Identification of possible drug treatment targets and related immune cell infiltration properties in acute myeloid leukemia utilizing robust rank aggregation algorithm.

In this study, we aimed to uncover novel biomarkers in acute myeloid leukemia (AML) that could serve as prognostic indicators or therapeutic targets. We analyzed AML microarray datasets from the Gene Expression Omnibus (GEO) repository, identifying key differentially expressed genes (DEGs) through the robust rank aggregation (RRA) approach.

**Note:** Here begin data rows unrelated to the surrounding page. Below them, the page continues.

// This Source Code Form is subject to the terms of the Mozilla Public
// License, v. 2.0. If a copy of the MPL was not distributed with this
// file, You can obtain one at http://mozilla.org/MPL/2.0/.

#[macro_use]
extern crate clap;
extern crate failure;
#[macro_use]
extern crate log;
extern crate mandelbrot;
extern crate simplelog;

use clap::{App, Arg, ArgMatches};
use failure::Error;
use mandelbrot::registry::DEFAULT_PALETTE;
use mandelbrot::{default_threads, Coloring, PaletteRegistry, RenderConfig, RenderError, Viewport};
use simplelog::{ColorChoice, Config, LevelFilter, TermLogger, TerminalMode};
use std::path::Path;
use std::str::FromStr;

fn validate_float(s: &str, err: &str) -> Result<(), String> {
    match f64::from_str(s) {
        Ok(v) if v.is_finite() => Ok(()),
        _ => Err(err.to_string()),
    }
}

fn validate_range<T: FromStr + Ord>(
    s: &str,
    low: T,
    high: T,
    isnotanumber_err: &str,
    isnotinrange_err: &str,
) -> Result<(), String> {
    match T::from_str(s) {
        Ok(i) => {
            if i >= low && i <= high {
                Ok(())
            } else {
                Err(isnotinrange_err.to_string())
            }
        }
        Err(_) => Err(isnotanumber_err.to_string()),
    }
}

const OUTFILE: &str = "outfile";
const WIDTH: &str = "width";
const HEIGHT: &str = "height";
const XMIN: &str = "xmin";
const XMAX: &str = "xmax";
const YMIN: &str = "ymin";
const YMAX: &str = "ymax";
const ITERATIONS: &str = "iters";
const PALETTE: &str = "palette";
const PROCS: &str = "procs";
const NO_SMOOTH: &str = "no-smooth";
const LIST_PALETTES: &str = "list-palettes";
const VERBOSE: &str = "verbose";

const MAX_SIDE: usize = 65_535;
const MAX_ITERATIONS: usize = 100_000_000;
const MAX_PROCS: usize = 1024;

fn coordinate<'a>(name: &'a str, default: &'a str, help: &'a str) -> Arg<'a, 'a> {
    Arg::with_name(name)
        .long(name)
        .takes_value(true)
        .allow_hyphen_values(true)
        .default_value(default)
        .validator(move |s| validate_float(&s, "Could not parse coordinate"))
        .help(help)
}

fn args<'a>() -> ArgMatches<'a> {
    App::new("mandelbrot")
        .version(crate_version!())
        .author("Elf M. Sternberg <elf.sternberg@gmail.com>")
        .about("Mandelbrot renderer")
        .arg(
            Arg::with_name(OUTFILE)
                .long(OUTFILE)
                .short("o")
                .takes_value(true)
                .default_value("mandelbrot.png")
                .help("Output file; the format follows the extension"),
        )
        .arg(
            Arg::with_name(WIDTH)
                .long(WIDTH)
                .short("w")
                .takes_value(true)
                .default_value("1600")
                .validator(|s| {
                    validate_range(
                        &s,
                        1,
                        MAX_SIDE,
                        "Could not parse image width",
                        &format!("Image width must be between 1 and {}", MAX_SIDE),
                    )
                })
                .help("Output image width in pixels"),
        )
        .arg(
            Arg::with_name(HEIGHT)
                .long(HEIGHT)
                .takes_value(true)
                .default_value("1200")
                .validator(|s| {
                    validate_range(
                        &s,
                        1,
                        MAX_SIDE,
                        "Could not parse image height",
                        &format!("Image height must be between 1 and {}", MAX_SIDE),
                    )
                })
                .help("Output image height in pixels"),
        )
        .arg(coordinate(XMIN, "-2.2", "Left edge of the viewport"))
        .arg(coordinate(XMAX, "1.0", "Right edge of the viewport"))
        .arg(coordinate(YMIN, "-1.6", "Bottom edge of the viewport"))
        .arg(coordinate(YMAX, "1.6", "Top edge of the viewport"))
        .arg(
            Arg::with_name(ITERATIONS)
                .long(ITERATIONS)
                .short("i")
                .takes_value(true)
                .default_value("1200")
                .validator(|s| {
                    validate_range(
                        &s,
                        1,
                        MAX_ITERATIONS,
                        "Could not parse iteration count",
                        &format!("Iteration count must be between 1 and {}", MAX_ITERATIONS),
                    )
                })
                .help("Maximum iterations per point"),
        )
        .arg(
            Arg::with_name(PALETTE)
                .long(PALETTE)
                .short("p")
                .takes_value(true)
                .default_value(DEFAULT_PALETTE)
                .help("Palette name (case-sensitive)"),
        )
        .arg(
            Arg::with_name(PROCS)
                .long(PROCS)
                .short("t")
                .takes_value(true)
                .validator(|s| {
                    validate_range(
                        &s,
                        1,
                        MAX_PROCS,
                        "Could not parse worker count",
                        &format!("Worker count must be between 1 and {}", MAX_PROCS),
                    )
                })
                .help("Number of render workers [default: number of CPUs]"),
        )
        .arg(
            Arg::with_name(NO_SMOOTH)
                .long(NO_SMOOTH)
                .help("Color by raw iteration count instead of smooth escape time"),
        )
        .arg(
            Arg::with_name(LIST_PALETTES)
                .long(LIST_PALETTES)
                .help("Print the available palettes and exit"),
        )
        .arg(
            Arg::with_name(VERBOSE)
                .long(VERBOSE)
                .short("v")
                .multiple(true)
                .help("More logging; repeat for more"),
        )
        .get_matches()
}

fn init_logging(verbosity: u64) -> Result<(), Error> {
    let level = match verbosity {
        0 => LevelFilter::Warn,
        1 => LevelFilter::Info,
        2 => LevelFilter::Debug,
        _ => LevelFilter::Trace,
    };
    TermLogger::init(
        level,
        Config::default(),
        TerminalMode::Stderr,
        ColorChoice::Auto,
    )?;
    Ok(())
}

fn config_from(matches: &ArgMatches) -> Result<RenderConfig, Error> {
    let viewport = Viewport::new(
        value_t!(matches, XMIN, f64)?,
        value_t!(matches, XMAX, f64)?,
        value_t!(matches, YMIN, f64)?,
        value_t!(matches, YMAX, f64)?,
    )?;
    let threads = match matches.value_of(PROCS) {
        Some(procs) => usize::from_str(procs)?,
        None => default_threads(),
    };
    Ok(RenderConfig {
        width: value_t!(matches, WIDTH, usize)?,
        height: value_t!(matches, HEIGHT, usize)?,
        viewport,
        iterations: value_t!(matches, ITERATIONS, usize)?,
        palette: matches.value_of(PALETTE).unwrap_or(DEFAULT_PALETTE).to_string(),
        threads,
        coloring: Coloring::from_smooth(!matches.is_present(NO_SMOOTH)),
    })
}

fn run(matches: &ArgMatches, registry: &PaletteRegistry) -> Result<(), Error> {
    let config = config_from(matches)?;
    debug!("{:?}", config);
    let image = config.render(registry)?;

    let outfile = matches.value_of(OUTFILE).unwrap_or("mandelbrot.png");
    image.save(Path::new(outfile))?;
    println!(
        "Saved {} ({}x{}) using palette {}",
        outfile, config.width, config.height, config.palette
    );
    Ok(())
}

fn main() {
    let matches = args();
    if let Err(e) = init_logging(matches.occurrences_of(VERBOSE)) {
        eprintln!("Could not start logging: {}", e);
    }

    let registry = PaletteRegistry::builtin();
    if matches.is_present(LIST_PALETTES) {
        for name in registry.names() {
            println!("{}", name);
        }
        return;
    }

    if let Err(e) = run(&matches, &registry) {
        if let Some(RenderError::UnknownPalette { name }) = e.downcast_ref::<RenderError>() {
            eprintln!("palette {:?} not found. Available palettes:", name);
            for name in registry.names() {
                eprintln!("  - {}", name);
            }
            std::process::exit(2);
        }
        eprintln!("Render failure: {}", e);
        std::process::exit(1);
    }
}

The functions of these DEGs were elucidated through Gene Ontology (GO) and Kyoto Encyclopedia of Genes and Genomes (KEGG) enrichment analyses. Additionally, the CIBERSORT algorithm was employed to assess immune cell infiltration in AML. Six hub genes were identified using the cytoHubba plugin, and their clinical significance, survival impact, and meta-analyses were conducted. Through comprehensive bioinformatics and qPCR analyses, we gained new insights into AML pathogenesis and metastasis, identifying FCGR3B, FLT3, EREG, and MMP9 as potential prognostic biomarkers. Antagonists targeting FCGR3B, FLT3, and MMP9, or agonists for EREG, hold promise as therapeutic and preventative strategies for AML.